WHAT THIS TASK INVOLVES - Starting with the first line of the data that follows, transcribe every line verbatim until the line containing "control, inserted where" has been transcribed.

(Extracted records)
use crate::data::DataValue;
use crate::document::{DocumentTree, NodeId};
use crate::error::{EngineError, Result};
use crate::replacers::{Outcome, Replacer, WorkItem};
use crate::tag::ParsedTag;
use crate::variables::VariableSource;

/// Expands a control subtree once per item of a list variable.
///
/// Every item gets its own deep copy of the whole control, inserted where
/// the original stood; the original is removed afterwards. Mapping items
/// additionally queue their copy's inner controls for resolution against
/// the item itself, with the item's 1-based position injected as `index`.
pub struct RepeatingReplacer;

struct Separators {
    each: String,
    last: String,
}

/// Pulls `separator` / `lastseparator` keyword pairs out of the tag
/// parameters. Keywords match case-insensitively and take the next token as
/// their value.
fn separators(params: &[String]) -> Separators {
    let mut each: Option<&str> = None;
    let mut last: Option<&str> = None;
    let mut previous: Option<&str> = None;
    for param in params {
        match previous {
            Some(keyword) if keyword.eq_ignore_ascii_case("separator") => {
                each = Some(param);
            }
            Some(keyword) if keyword.eq_ignore_ascii_case("lastseparator") => {
                last = Some(param);
            }
            _ => {}
        }
        previous = Some(param);
    }
    let each = pad(each);
    let last = last.map(|l| pad(Some(l))).unwrap_or_else(|| each.clone());
    Separators { each, last }
}

/// Separators always end in whitespace so consecutive items cannot glue
/// together; a missing or blank separator becomes a single space.
fn pad(separator: Option<&str>) -> String {
    match separator {
        None => " ".to_string(),
        Some(s) if s.trim().is_empty() => " ".to_string(),
        Some(s) if s.ends_with(char::is_whitespace) => s.to_string(),
        Some(s) => format!("{s} "),
    }
}

impl Replacer for RepeatingReplacer {
    fn prefix(&self) -> &str {
        "repeating"
    }

    fn process(
        &self,
        tree: &mut DocumentTree,
        control: NodeId,
        tag: &ParsedTag,
        source: &VariableSource,
    ) -> Result<Outcome> {
        let items = match source.resolve(&tag.identifier) {
            Ok(DataValue::List(items)) => items,
            Ok(DataValue::Absent) | Err(EngineError::VariableNotFound { .. }) => {
                tree.remove_control(control);
                return Ok(Outcome::removal());
            }
            Ok(other) => {
                return Err(EngineError::IncorrectType {
                    identifier: tag.identifier.clone(),
                    expected: "list",
                    found: other.type_name(),
                });
            }
            Err(err) => return Err(err),
        };

        if items.is_empty() {
            tree.remove_control(control);
            return Ok(Outcome::removal());
        }

        let separators = separators(&tag.params);
        let mut clones: Vec<NodeId> = Vec::with_capacity(items.len());
        let mut work: Vec<WorkItem> = Vec::new();

        for (position, item) in items.into_iter().enumerate() {
            match item {
                DataValue::Map(mut fields) => {
                    let Some(copy) = tree.clone_control_before(control) else {
                        continue;
                    };
                    fields
                        .entry("index".to_string())
                        .or_insert(DataValue::Int(position as i64 + 1));
                    work.push(WorkItem::new(
                        tree.descendant_controls(copy),
                        source.narrowed(fields),
                    ));
                    clones.push(copy);
                }
                DataValue::List(_) | DataValue::Absent => {
                    // no rendering rule for these item shapes
                    tracing::debug!(
                        "skipping item {} of '{}' ({})",
                        position,
                        tag.identifier,
                        item.type_name()
                    );
                }
                scalar => {
                    let Some(copy) = tree.clone_control_before(control) else {
                        continue;
                    };
                    tree.set_control_text(copy, &scalar.render_text());
                    clones.push(copy);
                }
            }
        }

        let count = clones.len();
        for (position, &copy) in clones.iter().enumerate() {
            if position + 1 == count {
                break;
            }
            let separator = if position + 2 == count {
                &separators.last
            } else {
                &separators.each
            };
            tree.append_text(copy, separator);
        }

        tree.remove_control(control);
        tracing::debug!("expanded '{}' into {} copies", tag.identifier, count);
        Ok(Outcome::expansion(count, work))
    }
}

#[cfg(test)]
mod tests {
    use super::*;

    fn params(tokens: &[&str]) -> Vec<String> {
        tokens.iter().map(|t| t.to_string()).collect()
    }

    #[test]
    fn test_separators_default_to_a_space() {
        let separators = separators(&params(&[]));
        assert_eq!(separators.each, " ");
        assert_eq!(separators.last, " ");
    }

    #[test]
    fn test_separator_keyword_takes_the_next_token() {
        let separators = separators(&params(&["separator", ";"]));
        assert_eq!(separators.each, "; ");
        assert_eq!(separators.last, "; ");
    }

    #[test]
    fn test_last_separator_overrides_the_final_joint() {
        let separators = separators(&params(&["separator", ",", "lastseparator", "and"]));
        assert_eq!(separators.each, ", ");
        assert_eq!(separators.last, "and ");
    }

    #[test]
    fn test_separator_keywords_are_case_insensitive() {
        let separators = separators(&params(&["Separator", "|", "LastSeparator", "&"]));
        assert_eq!(separators.each, "| ");
        assert_eq!(separators.last, "& ");
    }

    #[test]
    fn test_blank_separator_becomes_a_space() {
        let separators = separators(&params(&["separator", " "]));
        assert_eq!(separators.each, " ");
    }

    #[test]
    fn test_whitespace_terminated_separator_is_kept_as_is() {
        assert_eq!(pad(Some("a\t")), "a\t");
        assert_eq!(pad(Some(",")), ", ");
    }
}
//! Replacer registration, enablement and output configuration

use docstencil_testkit::CUSTOMER_JSON;

use super::helpers::{letter_tree, source};
use super::*;
use crate::document::{ContentType, TreeBuilder};
use crate::replacers::VariableReplacer;

#[test]
fn test_disabling_a_prefix_skips_its_controls() {
    let mut engine = Engine::new();
    assert!(engine.set_enabled("variable", false));

    let mut tree = letter_tree();
    let report = engine.run(&mut tree, source(CUSTOMER_JSON)).unwrap();

    assert_eq!(tree.rendered_text(), "Dear NAME, greetings from CITY.");
    assert_eq!(report.text_set, 0);
}

#[test]
fn test_unknown_prefix_cannot_be_toggled() {
    let mut engine = Engine::new();
    assert!(!engine.set_enabled("nosuchprefix", false));
}

#[test]
fn test_first_order_scoped_replacer_ignores_nested_controls() {
    let mut engine = Engine::empty();
    engine.register_scoped(Box::new(VariableReplacer::new()), true);

    let mut builder = TreeBuilder::new();
    builder
        .untagged_control(ContentType::RichText, |b| {
            b.control("variable_name", ContentType::PlainText, |b| {
                b.placeholder("NAME");
            });
        })
        .text(" vs ")
        .control("variable_name", ContentType::PlainText, |b| {
            b.placeholder("NAME");
        });
    let mut tree = builder.build();

    engine.run(&mut tree, source(CUSTOMER_JSON)).unwrap();
    assert_eq!(tree.rendered_text(), "NAME vs Antonia Rivera");
}

#[test]
fn test_source_from_json_follows_the_strictness_setting() {
    let mut config = EngineConfig::default();
    config.resolution.strict_variables = false;
    let engine = Engine::with_config(config);

    let source = engine.source_from_json(r#"{"x": 1}"#).unwrap();
    assert!(!source.is_strict());

    let strict = Engine::new().source_from_json(r#"{"x": 1}"#).unwrap();
    assert!(strict.is_strict());
}

#[test]
fn test_stripping_controls_after_the_pass() {
    let mut config = EngineConfig::default();
    config.output.keep_controls = false;

    let mut tree = letter_tree();
    let report = Engine::with_config(config)
        .run(&mut tree, source(CUSTOMER_JSON))
        .unwrap();

    assert!(tree.controls().is_empty());
    assert_eq!(report.unwrapped, 2);
    assert_eq!(
        tree.rendered_text(),
        "Dear Antonia Rivera, greetings from Novigrad."
    );
}

#[test]
fn test_empty_engine_does_nothing() {
    let mut tree = letter_tree();
    let report = Engine::empty().run(&mut tree, source(CUSTOMER_JSON)).unwrap();

    assert_eq!(tree.rendered_text(), "Dear NAME, greetings from CITY.");
    assert_eq!(report.processed, 0);
    assert_eq!(report.work_items, 1);
}
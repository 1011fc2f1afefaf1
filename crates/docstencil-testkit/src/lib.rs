//! Test utilities for docstencil
//!
//! This crate provides shared fixtures and helpers used across the docstencil workspace.

use tempfile::TempDir;

/// Creates a temporary directory within `.tmp/` at the project root
///
/// Keeping test scratch space in one gitignored location makes stray
/// files easy to spot and clean up.
///
/// # Returns
///
/// A `TempDir` at `.tmp/<random-name>` relative to the project root,
/// removed automatically on drop.
///
/// # Panics
///
/// Panics if the current directory cannot be determined or either
/// directory cannot be created.
///
/// # Examples
///
/// ```rust
/// use docstencil_testkit::temp_dir_in_workspace;
///
/// let temp = temp_dir_in_workspace();
/// let file_path = temp.path().join("picture.png");
/// std::fs::write(&file_path, b"not really a png").unwrap();
/// // Cleanup happens automatically when temp is dropped
/// ```
pub fn temp_dir_in_workspace() -> TempDir {
    let workspace_root = std::env::current_dir().expect("Failed to get current directory");

    let tmp_base = workspace_root.join(".tmp");

    // Ensure .tmp/ exists
    std::fs::create_dir_all(&tmp_base).expect("Failed to create .tmp directory");

    // Create unique subdirectory within .tmp/
    TempDir::new_in(&tmp_base).expect("Failed to create temporary directory in .tmp/")
}

/// Alternative with Result for non-test code
///
/// Use this variant when you need proper error handling instead of panics.
pub fn try_temp_dir_in_workspace() -> std::io::Result<TempDir> {
    let workspace_root = std::env::current_dir()?;
    let tmp_base = workspace_root.join(".tmp");
    std::fs::create_dir_all(&tmp_base)?;
    TempDir::new_in(&tmp_base)
}

/// Customer record with nested fields, a list and scalars of every shape.
///
/// Mirrors the kind of payload an invoicing integration would feed the engine.
pub const CUSTOMER_JSON: &str = r#"{
  "name": "Antonia Rivera",
  "address": { "street": "Elm street", "number": 23, "city": "Novigrad" },
  "phones": ["555-0100", "555-0199"],
  "balance": 1234.5,
  "vip": true,
  "note": null
}"#;

/// Flags and numbers for conditional tests.
pub const CONDITION_FLAGS_JSON: &str = r#"{
  "enabled1": false,
  "enabled2": true,
  "enabled3": "true",
  "count": 1,
  "threshold": 5
}"#;

/// Two-level repeating structure: regions, each with a list of streets.
pub const REGIONS_JSON: &str = r#"{
  "company": "Aurora Logistics",
  "regions": [
    { "name": "North", "streets": ["Harbor way", "Mill road"] },
    { "name": "South", "streets": ["Vine lane", "Quarry pass"] }
  ]
}"#;

/// A few recognizable bytes standing in for image data.
///
/// Tests only care that the exact bytes land in the picture control, so a
/// real encoded image is unnecessary.
pub const PIXEL_BYTES: &[u8] = &[0x89, b'P', b'N', b'G', 0x0D, 0x0A, 0x1A, 0x0A];

/// Writes `PIXEL_BYTES` into `dir` under `name` and returns the full path as a string.
///
/// # Panics
///
/// Panics if the file cannot be written or the path is not valid UTF-8.
pub fn write_pixel_file(dir: &std::path::Path, name: &str) -> String {
    let path = dir.join(name);
    std::fs::write(&path, PIXEL_BYTES).expect("Failed to write pixel fixture");
    path.to_str()
        .expect("Fixture path should be valid UTF-8")
        .to_string()
}
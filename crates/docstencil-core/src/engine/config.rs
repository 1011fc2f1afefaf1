use serde::{Deserialize, Serialize};

/// Engine settings, loadable from a TOML file.
#[derive(Debug, Clone, Serialize, Deserialize, Default, PartialEq, Eq)]
pub struct EngineConfig {
    #[serde(default)]
    pub resolution: ResolutionConfig,
    #[serde(default)]
    pub output: OutputConfig,
}

#[derive(Debug, Clone, Serialize, Deserialize, PartialEq, Eq)]
pub struct ResolutionConfig {
    /// Whether an unknown variable name is an error. Replacers that treat
    /// missing data as meaningful still catch it either way.
    #[serde(default = "default_strict_variables")]
    pub strict_variables: bool,
    /// How many levels of deferred work one pass may queue. Guards against
    /// self-referential payloads; 0 disables the check.
    #[serde(default = "default_max_depth")]
    pub max_depth: u32,
}

impl Default for ResolutionConfig {
    fn default() -> Self {
        Self {
            strict_variables: true,
            max_depth: 64,
        }
    }
}

fn default_strict_variables() -> bool {
    true
}

fn default_max_depth() -> u32 {
    64
}

#[derive(Debug, Clone, Serialize, Deserialize, PartialEq, Eq)]
pub struct OutputConfig {
    /// Keep the control wrappers after a pass. Turn off to flatten the
    /// document into plain content.
    #[serde(default = "default_keep_controls")]
    pub keep_controls: bool,
}

impl Default for OutputConfig {
    fn default() -> Self {
        Self {
            keep_controls: true,
        }
    }
}

fn default_keep_controls() -> bool {
    true
}

impl EngineConfig {
    pub fn from_file(path: impl AsRef<std::path::Path>) -> crate::error::Result<Self> {
        let content = std::fs::read_to_string(path.as_ref())
            .map_err(|e| crate::error::EngineError::ConfigParseError(e.to_string()))?;

        toml::from_str(&content)
            .map_err(|e| crate::error::EngineError::ConfigParseError(e.to_string()))
    }

    pub fn to_file(&self, path: impl AsRef<std::path::Path>) -> crate::error::Result<()> {
        let content = toml::to_string_pretty(self)
            .map_err(|e| crate::error::EngineError::ConfigParseError(e.to_string()))?;

        std::fs::write(path.as_ref(), content)
            .map_err(|e| crate::error::EngineError::ConfigParseError(e.to_string()))?;

        Ok(())
    }
}
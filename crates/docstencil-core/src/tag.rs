//! Control tag splitting.

/// A control tag split at underscores: `<prefix>_<identifier>[_<token>]*`.
///
/// The prefix routes the control to a replacer, the identifier names the
/// variable to resolve and the remaining tokens parameterize the replacer
/// (conditional operators, separators and the like).
#[derive(Debug, Clone, PartialEq, Eq)]
pub struct ParsedTag {
    pub identifier: String,
    pub params: Vec<String>,
}

impl ParsedTag {
    /// Splits `tag` against an expected prefix.
    ///
    /// Returns `None` when the control carries no tag, the tag contains no
    /// underscore, or the first token does not match `expected_prefix`
    /// case-insensitively.
    pub fn parse(tag: Option<&str>, expected_prefix: &str) -> Option<ParsedTag> {
        let tag = tag?;
        if !tag.contains('_') {
            return None;
        }
        let mut tokens = tag.split('_');
        let prefix = tokens.next()?;
        if !prefix.eq_ignore_ascii_case(expected_prefix) {
            return None;
        }
        let identifier = tokens.next().unwrap_or_default().to_string();
        let params = tokens.map(str::to_string).collect();
        Some(ParsedTag { identifier, params })
    }
}
//! Fluent construction of document trees.

use super::{
    ContentType, ControlData, DocumentTree, DropdownAlternative, ImageData, NodeId, NodeKind,
    TextLeaf,
};

/// Builds a [`DocumentTree`] top-down.
///
/// Nested structure is expressed with closures; each control scopes its
/// closure to the control's content region:
///
/// ```
/// use docstencil_core::document::{ContentType, TreeBuilder};
///
/// let mut builder = TreeBuilder::new();
/// builder
///     .text("Hello ")
///     .control("variable_name", ContentType::PlainText, |b| {
///         b.placeholder("NAME");
///     });
/// let tree = builder.build();
/// assert_eq!(tree.rendered_text(), "Hello NAME");
/// ```
pub struct TreeBuilder {
    tree: DocumentTree,
    cursors: Vec<NodeId>,
}

impl Default for TreeBuilder {
    fn default() -> Self {
        Self::new()
    }
}

impl TreeBuilder {
    pub fn new() -> Self {
        let tree = DocumentTree::new();
        let root = tree.root();
        Self {
            tree,
            cursors: vec![root],
        }
    }

    fn current(&self) -> NodeId {
        self.cursors.last().copied().unwrap_or_else(|| self.tree.root())
    }

    pub fn text(&mut self, value: &str) -> &mut Self {
        self.tree.add_node(
            self.current(),
            NodeKind::Text(TextLeaf {
                value: value.to_string(),
                placeholder: false,
            }),
        );
        self
    }

    /// Text carrying the authoring tool's placeholder styling.
    pub fn placeholder(&mut self, value: &str) -> &mut Self {
        self.tree.add_node(
            self.current(),
            NodeKind::Text(TextLeaf {
                value: value.to_string(),
                placeholder: true,
            }),
        );
        self
    }

    pub fn line_break(&mut self) -> &mut Self {
        self.tree.add_node(self.current(), NodeKind::LineBreak);
        self
    }

    pub fn image(&mut self, bytes: Vec<u8>) -> &mut Self {
        self.tree
            .add_node(self.current(), NodeKind::Image(ImageData { bytes }));
        self
    }

    /// A grouping node, like a paragraph or table cell.
    pub fn section(&mut self, f: impl FnOnce(&mut TreeBuilder)) -> &mut Self {
        let section = self.tree.add_node(self.current(), NodeKind::Section);
        self.cursors.push(section);
        f(self);
        self.cursors.pop();
        self
    }

    /// A tagged control; the closure fills its content region.
    pub fn control(
        &mut self,
        tag: &str,
        content_type: ContentType,
        f: impl FnOnce(&mut TreeBuilder),
    ) -> &mut Self {
        self.control_node(Some(tag.to_string()), content_type, Vec::new(), f)
    }

    /// A control without a tag; no replacer will ever match it.
    pub fn untagged_control(
        &mut self,
        content_type: ContentType,
        f: impl FnOnce(&mut TreeBuilder),
    ) -> &mut Self {
        self.control_node(None, content_type, Vec::new(), f)
    }

    /// A dropdown control with its pre-authored alternatives.
    pub fn dropdown(
        &mut self,
        tag: &str,
        alternatives: Vec<DropdownAlternative>,
        f: impl FnOnce(&mut TreeBuilder),
    ) -> &mut Self {
        self.control_node(Some(tag.to_string()), ContentType::Dropdown, alternatives, f)
    }

    fn control_node(
        &mut self,
        tag: Option<String>,
        content_type: ContentType,
        alternatives: Vec<DropdownAlternative>,
        f: impl FnOnce(&mut TreeBuilder),
    ) -> &mut Self {
        let control = self.tree.add_node(
            self.current(),
            NodeKind::Control(ControlData {
                tag,
                content_type,
                alternatives,
            }),
        );
        let content = self.tree.add_node(control, NodeKind::Content);
        self.cursors.push(content);
        f(self);
        self.cursors.pop();
        self
    }

    pub fn build(self) -> DocumentTree {
        self.tree
    }
}
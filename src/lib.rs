pub mod config;
pub mod model;
pub mod orchestrator;
pub mod queue;
pub mod store;
pub mod submit;
pub mod worker;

SOLUTION TO THIS TASK -
use crate::data::DataValue;
use crate::document::{DocumentTree, NodeId};
use crate::error::{EngineError, Result};
use crate::replacers::{Outcome, Replacer, WorkItem};
use crate::tag::ParsedTag;
use crate::variables::VariableSource;

/// Expands a control subtree once per item of a list variable.
///
/// Every item gets its own deep copy of the whole control, inserted where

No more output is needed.